── PROVIDED RECORDS
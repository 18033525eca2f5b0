//! Replicated backend storage for Lockleaf.
//!
//! A fixed set of independent backends each hold one copy of the encrypted
//! document. The synchronizer reads them all concurrently, treats the
//! newest revision as authoritative, repairs replicas that lag, and writes
//! to all of them. Backends promise nothing about each other; convergence
//! is this crate's job.
//!
//! The bytes moving through here are opaque; decoding them into a message
//! is layered above (see `lockleaf-vault`), so a decode failure stays
//! distinct from backend I/O failure.

mod backend;
mod config;
mod error;
mod file;
mod memory;
mod sync;

pub use backend::{Backend, Revision};
pub use config::{DOCUMENT_NAME, StorageConfig};
pub use error::{BackendError, BackendFailure, BackendResult, StorageError, StorageResult};
pub use file::FileBackend;
pub use memory::MemoryBackend;
pub use sync::{ReadOutcome, Synchronizer};
//! Symmetric cipher registry.
//!
//! Ciphers are selected by a persisted registry name; only the name is ever
//! serialized, never behavior. Decoding an unknown name fails with
//! [`CryptoError::UnknownAlgorithm`] instead of falling back to anything.

use crate::error::{CryptoError, CryptoResult};
use aes::Aes128;
use aes::cipher::block_padding::NoPadding;
use aes::cipher::{BlockDecryptMut, BlockEncryptMut, KeyIvInit};
use serde::{Deserialize, Serialize};
use std::fmt;
use std::str::FromStr;

type Aes128CbcEnc = cbc::Encryptor<Aes128>;
type Aes128CbcDec = cbc::Decryptor<Aes128>;

/// A registered symmetric cipher, identified on the wire by its name.
#[derive(Clone, Copy, Debug, PartialEq, Eq)]
pub enum CipherType {
    /// AES-128 in CBC mode. The only cipher existing documents use.
    Aes128,
}

impl CipherType {
    /// The persisted registry name.
    pub const fn name(self) -> &'static str {
        match self {
            CipherType::Aes128 => "AES_128",
        }
    }

    /// Resolves a registry name.
    pub fn from_name(name: &str) -> CryptoResult<CipherType> {
        match name {
            "AES_128" => Ok(CipherType::Aes128),
            _ => Err(CryptoError::UnknownAlgorithm {
                kind: "cipher",
                name: name.to_string(),
            }),
        }
    }

    pub const fn key_size(self) -> usize {
        match self {
            CipherType::Aes128 => 16,
        }
    }

    pub const fn block_size(self) -> usize {
        match self {
            CipherType::Aes128 => 16,
        }
    }

    /// IV length. Sized to the key rather than the cipher block, a quirk of
    /// the persisted format that existing documents depend on.
    pub const fn iv_size(self) -> usize {
        self.key_size()
    }

    /// Pads `plaintext` to whole blocks and chain-encrypts it with `iv`. Only
    /// the leading [`key_size`](Self::key_size) bytes of `key` are used.
    pub(crate) fn encrypt(self, key: &[u8], iv: &[u8], plaintext: &[u8]) -> CryptoResult<Vec<u8>> {
        let key = leading_key(key, self.key_size())?;
        let padded = pad(plaintext, self.block_size());
        match self {
            CipherType::Aes128 => {
                let enc = Aes128CbcEnc::new_from_slices(key, iv)
                    .map_err(|e| CryptoError::Cipher(format!("bad key or IV length: {e}")))?;
                Ok(enc.encrypt_padded_vec_mut::<NoPadding>(&padded))
            }
        }
    }

    /// Reverses the chain and strips padding.
    pub(crate) fn decrypt(self, key: &[u8], iv: &[u8], ciphertext: &[u8]) -> CryptoResult<Vec<u8>> {
        let key = leading_key(key, self.key_size())?;
        match self {
            CipherType::Aes128 => {
                let dec = Aes128CbcDec::new_from_slices(key, iv)
                    .map_err(|e| CryptoError::Cipher(format!("bad key or IV length: {e}")))?;
                let padded = dec
                    .decrypt_padded_vec_mut::<NoPadding>(ciphertext)
                    .map_err(|e| CryptoError::Cipher(format!("ciphertext not block-aligned: {e}")))?;
                Ok(unpad(padded))
            }
        }
    }
}

impl fmt::Display for CipherType {
    fn fmt(&self, f: &mut fmt::Formatter<'_>) -> fmt::Result {
        f.write_str(self.name())
    }
}

impl FromStr for CipherType {
    type Err = CryptoError;

    fn from_str(s: &str) -> CryptoResult<CipherType> {
        CipherType::from_name(s)
    }
}

impl Serialize for CipherType {
    fn serialize<S: serde::Serializer>(&self, serializer: S) -> Result<S::Ok, S::Error> {
        serializer.serialize_str(self.name())
    }
}

impl<'de> Deserialize<'de> for CipherType {
    fn deserialize<D: serde::Deserializer<'de>>(deserializer: D) -> Result<CipherType, D::Error> {
        let name = String::deserialize(deserializer)?;
        CipherType::from_name(&name).map_err(serde::de::Error::custom)
    }
}

/// Key material may be longer than the cipher key (a 64-byte base key or
/// digest feeds a 16-byte AES key); the cipher uses the leading bytes.
fn leading_key(key: &[u8], size: usize) -> CryptoResult<&[u8]> {
    key.get(..size).ok_or(CryptoError::InvalidKeyLength {
        expected: size,
        actual: key.len(),
    })
}

/// Pads to a whole number of blocks; every pad byte holds the pad length.
/// Already-aligned input gains one full block, so the pad is never empty.
fn pad(data: &[u8], block_size: usize) -> Vec<u8> {
    let pad_len = block_size - data.len() % block_size;
    let mut padded = Vec::with_capacity(data.len() + pad_len);
    padded.extend_from_slice(data);
    padded.resize(data.len() + pad_len, pad_len as u8);
    padded
}

/// Strips padding by trusting the trailing byte as the pad length. A length
/// larger than the buffer returns the buffer unpadded instead of failing:
/// the plaintext digest check one layer up still rejects corrupt output, and
/// old documents rely on this exact behavior.
fn unpad(mut data: Vec<u8>) -> Vec<u8> {
    let Some(&last) = data.last() else {
        return data;
    };
    let pad_len = last as usize;
    if pad_len <= data.len() {
        data.truncate(data.len() - pad_len);
    }
    data
}

#[cfg(test)]
mod tests {
    use super::*;

    #[test]
    fn pad_appends_full_block_for_aligned_input() {
        let padded = pad(&[0u8; 16], 16);
        assert_eq!(padded.len(), 32);
        assert!(padded[16..].iter().all(|&b| b == 16));
    }

    #[test]
    fn pad_fills_remainder_with_pad_length() {
        let padded = pad(b"hello", 16);
        assert_eq!(padded.len(), 16);
        assert!(padded[5..].iter().all(|&b| b == 11));
    }

    #[test]
    fn unpad_reverses_pad() {
        for len in [0usize, 1, 15, 16, 17, 33] {
            let data = vec![0xABu8; len];
            assert_eq!(unpad(pad(&data, 16)), data);
        }
    }

    #[test]
    fn unpad_is_lenient_about_oversized_pad_length() {
        // Trailing byte claims more padding than there is data.
        let data = vec![1, 2, 0xFF];
        assert_eq!(unpad(data.clone()), data);
    }

    #[test]
    fn encrypt_rejects_short_key() {
        let err = CipherType::Aes128
            .encrypt(&[0u8; 8], &[0u8; 16], b"x")
            .unwrap_err();
        assert!(matches!(err, CryptoError::InvalidKeyLength { .. }));
    }

    #[test]
    fn encrypt_uses_leading_key_bytes_only() {
        let iv = [7u8; 16];
        let short = CipherType::Aes128.encrypt(&[1u8; 16], &iv, b"data").unwrap();
        let mut long_key = vec![1u8; 16];
        long_key.extend_from_slice(&[9u8; 48]);
        let long = CipherType::Aes128.encrypt(&long_key, &iv, b"data").unwrap();
        assert_eq!(short, long);
    }
}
────
[REQUIRED WORK]: Show each line of the material where the word "than" occurs.

[REPLY]:
    /// IV length. Sized to the key rather than the cipher block, a quirk of
/// Key material may be longer than the cipher key (a 64-byte base key or
/// larger than the buffer returns the buffer unpadded instead of failing:
        // Trailing byte claims more padding than there is data.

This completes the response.